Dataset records
┄┄┄┄┄┄┄┄┄┄

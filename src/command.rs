//! Intent classification for free text and button payloads.

use regex::Regex;
use serde::Deserialize;
use std::sync::LazyLock;

#[derive(Debug, Clone, Copy, PartialEq, Eq)]
pub enum Command {
    DriverStandings,
    Calendar,
    NextRace,
    ConstructorStandingsFull,
    ConstructorStandings,
    LastRaceResult,
    LastQualifyingResult,
    LastSprintResult,
    Help,
    Hello,
    DaysAfterRace,
    DaysAfterRaceShort,
    Stream,
    LastGrandPrix,
    GrandPrixList,
    RaceResult,
    QualifyingResult,
    SprintResult,
    CloseKeyboard,
    GrandPrixInfo,
    GrandPrixListPage,
    Unknown,
}

/// Patterns in priority order; the first match wins.
///
/// `кк` sits after the full constructor-cup phrase and also matches inside
/// unrelated words, so reordering changes which intent a message gets.
const PATTERNS: &[(&str, Command)] = &[
    (r"личн.*зач[её]т", Command::DriverStandings),
    (r"календар.*сезона", Command::Calendar),
    (r"следующ.*гонк", Command::NextRace),
    (r"куб.*конструктор", Command::ConstructorStandingsFull),
    (r"кк", Command::ConstructorStandings),
    (r"результат.?\sгонк", Command::LastRaceResult),
    (r"результат.?\sквалы", Command::LastQualifyingResult),
    (r"результат.?\sспринта", Command::LastSprintResult),
    (r"что умеешь", Command::Help),
    (r"начать", Command::Hello),
    (r"дней без (формулы|f1)", Command::DaysAfterRace),
    (r"дбф", Command::DaysAfterRaceShort),
    (r"strstart", Command::Stream),
    (r"ласт гп", Command::LastGrandPrix),
    (r"этапы", Command::GrandPrixList),
    (r"raceres_\d{1,2}", Command::RaceResult),
    (r"qualres_\d{1,2}", Command::QualifyingResult),
    (r"sprres_\d{1,2}", Command::SprintResult),
    (r"выклкб", Command::CloseKeyboard),
    (r"gppage_\d{1,2}", Command::GrandPrixInfo),
    (r"gplistpage_\d{1,2}", Command::GrandPrixListPage),
];

static TABLE: LazyLock<Vec<(Regex, Command)>> = LazyLock::new(|| {
    PATTERNS
        .iter()
        .map(|(pattern, command)| {
            let re = Regex::new(pattern).unwrap_or_else(|e| panic!("bad pattern {pattern}: {e}"));
            (re, *command)
        })
        .collect()
});

/// Classify message text or a payload command string.
pub fn classify(text: &str) -> Command {
    let text = text.to_lowercase();
    TABLE
        .iter()
        .find(|(re, _)| re.is_match(&text))
        .map(|(_, command)| *command)
        .unwrap_or(Command::Unknown)
}

#[derive(Deserialize)]
struct Payload {
    #[serde(default)]
    command: String,
}

/// Extract the `command` field from a button payload.
///
/// Returns `Ok(None)` for an absent payload so callers fall back to the
/// message text.
pub fn extract_command(payload: &str) -> Result<Option<String>, serde_json::Error> {
    if payload.trim().is_empty() {
        return Ok(None);
    }
    let payload: Payload = serde_json::from_str(payload)?;
    Ok(Some(payload.command).filter(|c| !c.is_empty()))
}

/// Same as [`extract_command`] for payloads already decoded as JSON.
pub fn extract_command_value(payload: &serde_json::Value) -> Result<Option<String>, serde_json::Error> {
    match payload {
        serde_json::Value::Null => Ok(None),
        serde_json::Value::String(s) => extract_command(s),
        other => {
            let payload: Payload = serde_json::from_value(other.clone())?;
            Ok(Some(payload.command).filter(|c| !c.is_empty()))
        }
    }
}

/// The id after the first underscore: `raceRes_5` -> `5`.
pub fn command_arg(command: &str) -> Option<&str> {
    command
        .split_once('_')
        .map(|(_, arg)| arg.trim())
        .filter(|arg| !arg.is_empty())
}
//! VK wire formats: keyboards, carousel templates and long poll events.

use serde::{Deserialize, Deserializer, Serialize};

use crate::keyboard::{Button, Card, Color, Keyboard};

#[derive(Debug, Serialize)]
pub struct Action {
    #[serde(rename = "type")]
    pub kind: &'static str,
    #[serde(skip_serializing_if = "Option::is_none")]
    pub label: Option<String>,
    #[serde(skip_serializing_if = "Option::is_none")]
    pub link: Option<String>,
    #[serde(skip_serializing_if = "Option::is_none")]
    pub payload: Option<String>,
}

#[derive(Debug, Serialize)]
pub struct VkButton {
    pub action: Action,
    #[serde(skip_serializing_if = "Option::is_none")]
    pub color: Option<&'static str>,
}

#[derive(Debug, Serialize)]
pub struct VkKeyboard {
    #[serde(skip_serializing_if = "std::ops::Not::not")]
    pub one_time: bool,
    #[serde(skip_serializing_if = "std::ops::Not::not")]
    pub inline: bool,
    pub buttons: Vec<Vec<VkButton>>,
}

#[derive(Debug, Serialize)]
pub struct CarouselElement {
    pub title: String,
    pub description: String,
    #[serde(skip_serializing_if = "Option::is_none")]
    pub photo_id: Option<String>,
    pub action: Action,
    pub buttons: Vec<VkButton>,
}

#[derive(Debug, Serialize)]
pub struct Carousel {
    #[serde(rename = "type")]
    pub kind: &'static str,
    pub elements: Vec<CarouselElement>,
}

/// `{"command": "..."}`, the payload every bot button carries.
pub fn payload(command: &str) -> String {
    serde_json::json!({ "command": command }).to_string()
}

/// `kind` is `callback` for buttons answered with an event and `text` for
/// buttons that post a message.
fn button(button: &Button, kind: &'static str) -> VkButton {
    VkButton {
        action: Action {
            kind,
            label: Some(button.label.clone()),
            link: None,
            payload: Some(payload(&button.command)),
        },
        color: button.color.map(|c| match c {
            Color::Primary => "primary",
        }),
    }
}

impl VkKeyboard {
    /// An empty grid becomes a one-time keyboard without buttons, which is
    /// how VK hides the current keyboard.
    pub fn from_keyboard(keyboard: &Keyboard) -> Self {
        Self {
            one_time: keyboard.is_empty(),
            inline: keyboard.inline,
            buttons: keyboard
                .rows
                .iter()
                .map(|row| row.iter().map(|b| button(b, "callback")).collect())
                .collect(),
        }
    }
}

impl Carousel {
    pub fn single(card: &Card, photo_id: Option<String>) -> Self {
        Self {
            kind: "carousel",
            elements: vec![CarouselElement {
                title: card.title.clone(),
                description: card.description.clone(),
                photo_id,
                action: Action {
                    kind: "open_link",
                    label: None,
                    link: Some(card.link.clone()),
                    payload: None,
                },
                buttons: card.buttons.iter().map(|b| button(b, "text")).collect(),
            }],
        }
    }
}

/// Long poll `ts` arrives as a string from some endpoints and a number
/// from others.
fn string_or_number<'de, D>(deserializer: D) -> Result<Option<String>, D::Error>
where
    D: Deserializer<'de>,
{
    let value = Option::<serde_json::Value>::deserialize(deserializer)?;
    Ok(match value {
        Some(serde_json::Value::String(s)) => Some(s),
        Some(serde_json::Value::Number(n)) => Some(n.to_string()),
        _ => None,
    })
}

#[derive(Debug, Clone, Deserialize)]
pub struct LongPollServer {
    pub key: String,
    pub server: String,
    #[serde(deserialize_with = "string_or_number")]
    pub ts: Option<String>,
}

#[derive(Debug, Deserialize)]
pub struct PollResponse {
    #[serde(default, deserialize_with = "string_or_number")]
    pub ts: Option<String>,
    #[serde(default)]
    pub updates: Vec<Update>,
    pub failed: Option<i64>,
}

#[derive(Debug, Deserialize)]
pub struct Update {
    #[serde(rename = "type")]
    pub kind: String,
    #[serde(default)]
    pub object: serde_json::Value,
}

#[derive(Debug, Deserialize)]
pub struct MessageNew {
    pub message: IncomingMessage,
}

#[derive(Debug, Deserialize)]
pub struct IncomingMessage {
    #[serde(default)]
    pub id: i64,
    /// Unix time.
    pub date: i64,
    pub peer_id: i64,
    #[serde(default)]
    pub from_id: i64,
    #[serde(default)]
    pub text: String,
    pub payload: Option<String>,
}

#[derive(Debug, Deserialize)]
pub struct MessageEvent {
    pub user_id: i64,
    pub peer_id: i64,
    pub event_id: String,
    #[serde(default)]
    pub payload: serde_json::Value,
}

┄┄┄┄┄┄┄┄┄┄

### DIRECTIONS:
For the string "DriverStandings", return every line of the data where it appears.

### ANSWER TO THE EXERCISE:
    DriverStandings,
    (r"личн.*зач[её]т", Command::DriverStandings),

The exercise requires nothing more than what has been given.